The 2015 Review Conference of the Parties to the Treaty on the Non-Proliferation of Nuclear Weapons (NPT) concluded at the UN in New York on May 22 without approving a final document—due to US blocking of a provision on creating a Middle East nuclear-free zone. The US blocked the document, saying Egypt and other Arab states tried to "cynically manipulate" the process by setting a March 2016 deadline for Middle East nations to meet on the proposal—including Israel. The US was joined by the UK and Canada in blocking the document. Israel's Prime Minister Benjamin Netanyahu thanked US Secretary of State John Kerry for blocking. Israel of course had no vote, as a non-signatory to the NPT. (APInterfax,The Guardian, May 23; Xinhua, May 22)

The US sent assistant secretary of state Thomas Countryman to Israel before the talks.
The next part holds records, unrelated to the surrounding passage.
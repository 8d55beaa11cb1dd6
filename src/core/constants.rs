//! Constants used throughout autenv.
//!
//! Centralizes variable names, defaults and cipher parameters.

/// Preferred variable naming the current environment.
pub const ENVIRONMENT_VAR: &str = "ENVIRONMENT";

/// Fallback variable naming the current environment.
pub const NODE_ENV_VAR: &str = "NODE_ENV";

/// Environment used when neither [`ENVIRONMENT_VAR`] nor [`NODE_ENV_VAR`] is set.
pub const DEFAULT_ENVIRONMENT: &str = "prod";

/// Variable holding the passphrase for encrypted values.
pub const DECRYPT_SECRET_VAR: &str = "DECRYPT_SECRET";

/// Variable controlling the tracing filter.
pub const LOG_VAR: &str = "AUTENV_LOG";

/// Environment variables file name (.env).
pub const ENV_FILE: &str = ".env";

/// Registry file name (autenv.toml).
pub const CONFIG_FILE: &str = "autenv.toml";

/// Separator between the IV and ciphertext segments.
pub const SEPARATOR: char = ':';

/// AES block / IV length in bytes.
pub const IV_LEN: usize = 16;

/// Derived key length in bytes (AES-256).
pub const KEY_LEN: usize = 32;

/// Prefix of the generic database variables (`DB_USERNAME`, ...).
pub const GENERIC_DB_PREFIX: &str = "DB";

/// Pool defaults: min, max, increment, timeout (seconds).
pub const DEFAULT_POOL_MIN: u32 = 1;
pub const DEFAULT_POOL_MAX: u32 = 10;
pub const DEFAULT_POOL_INCREMENT: u32 = 1;
pub const DEFAULT_POOL_TIMEOUT: u32 = 60;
Five years ago, the US angered Israel by signing on to a declaration proposing talks on the nuclear-free zone by 2012. This time, the US sought a compromise that would satisfy the Arab states but not alienate Israel. (RFE/RL, May 22) But failing that, the US this time around caved to Israeli pressure. The nuclear-free zone proposal has blocked progress at NPT meetings since it was first introduced by Egypt in 1990. Israel, while refusing to confirm that it has nuclear weapons, has insisted the proposal should be in the context of a general peace settlement in the Middle East, and be subject to "mutual verification measures"—conditions rejected by Egypt and the Arab states. (Arms Control Association, May 2015)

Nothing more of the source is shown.